Haraka Haraka Haina Baraka
Hurry Hurry has no blessings.

In many countries throughout the world you would be considered impolite for not greeting the person you pass in the street.  You are there together, so why not?  It is those moments in between rushing around the city, or getting to the gym that make up your life.  There are human equivalents of angels everywhere, you just have to look up and say hello - You never know what you might find in the other person.  And yes, sometimes people will look at you as though you're mad, but most of the time you will be greeted back and somehow, between all the technological interchange, you will feel more human.

Babu.
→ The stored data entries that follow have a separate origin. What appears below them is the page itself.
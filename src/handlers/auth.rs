// src/handlers/auth.rs

use axum::{extract::State, Json};
use validator::Validate;

use crate::{
    common::error::AppError,
    config::AppState,
    handlers::JsonBody,
    middleware::auth::AuthenticatedUser,
    models::{
        auth::{AuthResponse, LoginUserPayload, MessageResponse},
        user::UserResource,
    },
};

// Handler de login (e-mail ou celular)
#[utoipa::path(
    post,
    path = "/api/v1/login",
    tag = "Auth",
    request_body = LoginUserPayload,
    responses(
        (status = 200, description = "Token emitido", body = AuthResponse),
        (status = 401, description = "Credenciais inválidas"),
        (status = 422, description = "Dados inválidos")
    )
)]
pub async fn login(
    State(app_state): State<AppState>,
    JsonBody(payload): JsonBody<LoginUserPayload>,
) -> Result<Json<AuthResponse>, AppError> {
    payload.validate()?;

    let (token, user) = app_state.auth_service.login_user(&payload).await?;
    let detail = app_state.user_service.detail(user).await?;

    Ok(Json(AuthResponse {
        token,
        user: UserResource::from(detail),
    }))
}

// Revoga apenas o token usado nesta requisição
#[utoipa::path(
    post,
    path = "/api/v1/logout",
    tag = "Auth",
    responses(
        (status = 200, description = "Token revogado", body = MessageResponse),
        (status = 401, description = "Token inválido")
    ),
    security(("api_jwt" = []))
)]
pub async fn logout(
    State(app_state): State<AppState>,
    AuthenticatedUser(session): AuthenticatedUser,
) -> Result<Json<MessageResponse>, AppError> {
    app_state.auth_service.logout(session.token_id).await?;

    Ok(Json(MessageResponse {
        message: "Logout realizado com sucesso.".into(),
    }))
}

// Handler da rota protegida /me
#[utoipa::path(
    get,
    path = "/api/v1/me",
    tag = "Auth",
    responses(
        (status = 200, description = "Usuário autenticado", body = UserResource),
        (status = 401, description = "Token inválido")
    ),
    security(("api_jwt" = []))
)]
pub async fn me(
    State(app_state): State<AppState>,
    AuthenticatedUser(session): AuthenticatedUser,
) -> Result<Json<UserResource>, AppError> {
    let detail = app_state.user_service.detail(session.user.clone()).await?;
    Ok(Json(UserResource::from(detail)))
}
// src/handlers/rbac.rs

use axum::{
    extract::{Path, State},
    Json,
};
use validator::Validate;

use crate::{
    common::error::AppError,
    config::AppState,
    handlers::JsonBody,
    middleware::{
        auth::AuthenticatedUser,
        rbac::{PermManagePerms, PermManageRoles, RequirePermission},
    },
    models::rbac::{RoleDetail, RolePermissionPayload, RolePermissionsResponse, RoleWithCount},
};

// GET /api/v1/roles
#[utoipa::path(
    get,
    path = "/api/v1/roles",
    tag = "RBAC",
    responses(
        (status = 200, description = "Cargos com a quantidade de permissões", body = Vec<RoleWithCount>),
        (status = 403, description = "Sem a permissão manage-roles")
    ),
    security(("api_jwt" = []))
)]
pub async fn list_roles(
    State(app_state): State<AppState>,
    _perm: RequirePermission<PermManageRoles>,
    AuthenticatedUser(session): AuthenticatedUser,
) -> Result<Json<Vec<RoleWithCount>>, AppError> {
    Ok(Json(app_state.rbac_service.list_roles(&session.caller).await?))
}

#[utoipa::path(
    get,
    path = "/api/v1/roles/{id}",
    tag = "RBAC",
    params(("id" = i64, Path, description = "ID do cargo")),
    responses(
        (status = 200, description = "Cargo e suas permissões", body = RoleDetail),
        (status = 404, description = "Cargo não encontrado")
    ),
    security(("api_jwt" = []))
)]
pub async fn show_role(
    State(app_state): State<AppState>,
    _perm: RequirePermission<PermManageRoles>,
    AuthenticatedUser(session): AuthenticatedUser,
    Path(role_id): Path<i64>,
) -> Result<Json<RoleDetail>, AppError> {
    Ok(Json(app_state.rbac_service.show_role(&session.caller, role_id).await?))
}

// POST /api/v1/roles/{id}/permissions
#[utoipa::path(
    post,
    path = "/api/v1/roles/{id}/permissions",
    tag = "RBAC",
    params(("id" = i64, Path, description = "ID do cargo")),
    request_body = RolePermissionPayload,
    responses(
        (status = 200, description = "Permissão concedida", body = RolePermissionsResponse),
        (status = 404, description = "Cargo não encontrado"),
        (status = 422, description = "Permissão inexistente")
    ),
    security(("api_jwt" = []))
)]
pub async fn assign_permission(
    State(app_state): State<AppState>,
    _perm: RequirePermission<PermManageRoles>,
    AuthenticatedUser(session): AuthenticatedUser,
    Path(role_id): Path<i64>,
    JsonBody(payload): JsonBody<RolePermissionPayload>,
) -> Result<Json<RolePermissionsResponse>, AppError> {
    payload.validate()?;

    let response = app_state
        .rbac_service
        .assign_permission(&session.caller, role_id, &payload.permission_name)
        .await?;
    Ok(Json(response))
}

// DELETE /api/v1/roles/{id}/permissions
#[utoipa::path(
    delete,
    path = "/api/v1/roles/{id}/permissions",
    tag = "RBAC",
    params(("id" = i64, Path, description = "ID do cargo")),
    request_body = RolePermissionPayload,
    responses(
        (status = 200, description = "Permissão revogada", body = RolePermissionsResponse),
        (status = 400, description = "O cargo não possui a permissão"),
        (status = 404, description = "Cargo não encontrado"),
        (status = 422, description = "Permissão inexistente")
    ),
    security(("api_jwt" = []))
)]
pub async fn revoke_permission(
    State(app_state): State<AppState>,
    _perm: RequirePermission<PermManageRoles>,
    AuthenticatedUser(session): AuthenticatedUser,
    Path(role_id): Path<i64>,
    JsonBody(payload): JsonBody<RolePermissionPayload>,
) -> Result<Json<RolePermissionsResponse>, AppError> {
    payload.validate()?;

    let response = app_state
        .rbac_service
        .revoke_permission(&session.caller, role_id, &payload.permission_name)
        .await?;
    Ok(Json(response))
}

// GET /api/v1/permissions (para o frontend montar a tela de cargos)
#[utoipa::path(
    get,
    path = "/api/v1/permissions",
    tag = "RBAC",
    responses(
        (status = 200, description = "Nomes das permissões", body = Vec<String>),
        (status = 403, description = "Sem a permissão manage-perms")
    ),
    security(("api_jwt" = []))
)]
pub async fn list_permissions(
    State(app_state): State<AppState>,
    _perm: RequirePermission<PermManagePerms>,
    AuthenticatedUser(session): AuthenticatedUser,
) -> Result<Json<Vec<String>>, AppError> {
    Ok(Json(app_state.rbac_service.list_permission_names(&session.caller).await?))
}
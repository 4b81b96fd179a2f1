// src/handlers.rs

pub mod auth;
pub mod call_reports;
pub mod companies;
pub mod customers;
pub mod rbac;
pub mod service_types;
pub mod users;

use axum::{
    extract::{rejection::JsonRejection, FromRequest, OriginalUri, Request},
    Json,
};
use serde::de::DeserializeOwned;

use crate::common::{
    error::AppError,
    pagination::{Page, Paginated},
};

/// `Json<T>` com rejeição no formato de erro da API: campo faltando ou de
/// tipo errado vira 422 em `body`; JSON malformado vira 400.
pub struct JsonBody<T>(pub T);

impl<S, T> FromRequest<S> for JsonBody<T>
where
    T: DeserializeOwned,
    S: Send + Sync,
{
    type Rejection = AppError;

    async fn from_request(req: Request, state: &S) -> Result<Self, Self::Rejection> {
        match Json::<T>::from_request(req, state).await {
            Ok(Json(value)) => Ok(JsonBody(value)),
            Err(JsonRejection::JsonDataError(err)) => Err(AppError::field("body", err.body_text())),
            Err(rejection) => Err(AppError::BadRequest(rejection.body_text())),
        }
    }
}

/// Envelope paginado usando o caminho e a query string originais.
pub(crate) fn paginated<T>(page: Page<T>, uri: &OriginalUri) -> Paginated<T> {
    Paginated::from_page(page, uri.path(), uri.query())
}

// GET /api/health
pub async fn health_check() -> &'static str {
    "OK"
}
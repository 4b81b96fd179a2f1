pub mod auth;
pub mod intake;
pub mod rbac;
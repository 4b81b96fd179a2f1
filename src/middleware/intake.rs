// src/middleware/intake.rs
//
// Guarda da rota de ingestão: a automação envia um segredo estático
// (`INTAKE_TOKEN`) como bearer token. Não há usuário envolvido.

use axum::{
    extract::{Request, State},
    middleware::Next,
    response::Response,
};
use subtle::ConstantTimeEq;

use crate::{common::error::AppError, config::AppState, middleware::auth::bearer_token};

/// Sem segredo configurado -> 500; segredo diferente ou ausente -> 401.
pub(crate) fn check_intake_token(configured: Option<&str>, provided: Option<&str>) -> Result<(), AppError> {
    let secret = configured.ok_or(AppError::IntakeMisconfigured)?;
    let provided = provided.ok_or(AppError::InvalidToken)?;

    if bool::from(provided.as_bytes().ct_eq(secret.as_bytes())) {
        Ok(())
    } else {
        Err(AppError::InvalidToken)
    }
}

pub async fn intake_guard(
    State(app_state): State<AppState>,
    request: Request,
    next: Next,
) -> Result<Response, AppError> {
    let provided = bearer_token(request.headers());

    if let Err(err) = check_intake_token(app_state.config.intake_token.as_deref(), provided.as_deref()) {
        if matches!(err, AppError::InvalidToken) {
            tracing::warn!("Ingestão rejeitada: token inválido");
        }
        return Err(err);
    }

    Ok(next.run(request).await)
}

#[cfg(test)]
mod tests {
    use super::*;

    #[test]
    fn unset_secret_is_a_server_error() {
        assert!(matches!(
            check_intake_token(None, Some("qualquer")),
            Err(AppError::IntakeMisconfigured)
        ));
    }

    #[test]
    fn mismatched_or_missing_token_is_unauthorized() {
        assert!(matches!(check_intake_token(Some("s3cr3t"), Some("s3cr3")), Err(AppError::InvalidToken)));
        assert!(matches!(check_intake_token(Some("s3cr3t"), Some("S3CR3T")), Err(AppError::InvalidToken)));
        assert!(matches!(check_intake_token(Some("s3cr3t"), None), Err(AppError::InvalidToken)));
    }

    #[test]
    fn exact_token_passes() {
        assert!(check_intake_token(Some("s3cr3t"), Some("s3cr3t")).is_ok());
    }
}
Kasulu, Tanzania, 2010 by Rebecca Thom
Note: For the streets of Tanzania there are varied ways of addressing that pay respect to age, gender and class.  For example, an elder is to be greeted with 'Shikamoo' which literally means, 'I take your feet' to this, the elder or respected individual responds, 'Marahaba' which means, 'I thankfully accept your respect.'  Even the chosen intonation denotes a quality of submission; often making the 'Shikamoo' resound in an emphatic, 'Shhh' falling off into an almost silent 'kamo'  The use of accentuation is sometimes even paired with body motions.  A child greeting an elder, for instance, may dip one knee and downturn the gaze in order to further illustrate their respect.  This particular greeting goes straight to the heart of understanding Swahili culture.